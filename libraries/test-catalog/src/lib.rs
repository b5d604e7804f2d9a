#![cfg_attr(not(feature = "std"), no_std)]

#[cfg(feature = "std")]
extern crate std;

extern crate alloc;

mod catalog;
mod desc;
mod filter;
mod outcome;
mod symbol_ptr;

pub use catalog::{Catalog, Iter};
pub use desc::{SourcePosition, TestDesc, TestRecord, SENTINEL};
pub use filter::{names_equal, Filter};
pub use outcome::{Failure, FailureLocation, TestResult};

/// Name of the link section every registered [`TestRecord`] is placed in.
///
/// On ELF targets the linker synthesizes `__start_micro_tests` and
/// `__stop_micro_tests` around it, which is why the name must stay a valid C
/// identifier.
pub const SECTION_NAME: &str = "micro_tests";

/// The Mach-O spelling of [`SECTION_NAME`] (`segment,section,type,attributes`).
pub const MACHO_SECTION_NAME: &str = "__DATA,__micro_tests,regular,no_dead_strip";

★ ★ ★ ★ ★ ★ ★

**Exercise directions**
The answer should be a bare number: the count of lines above in which the word "crate" occurs.

**Completed exercise**
2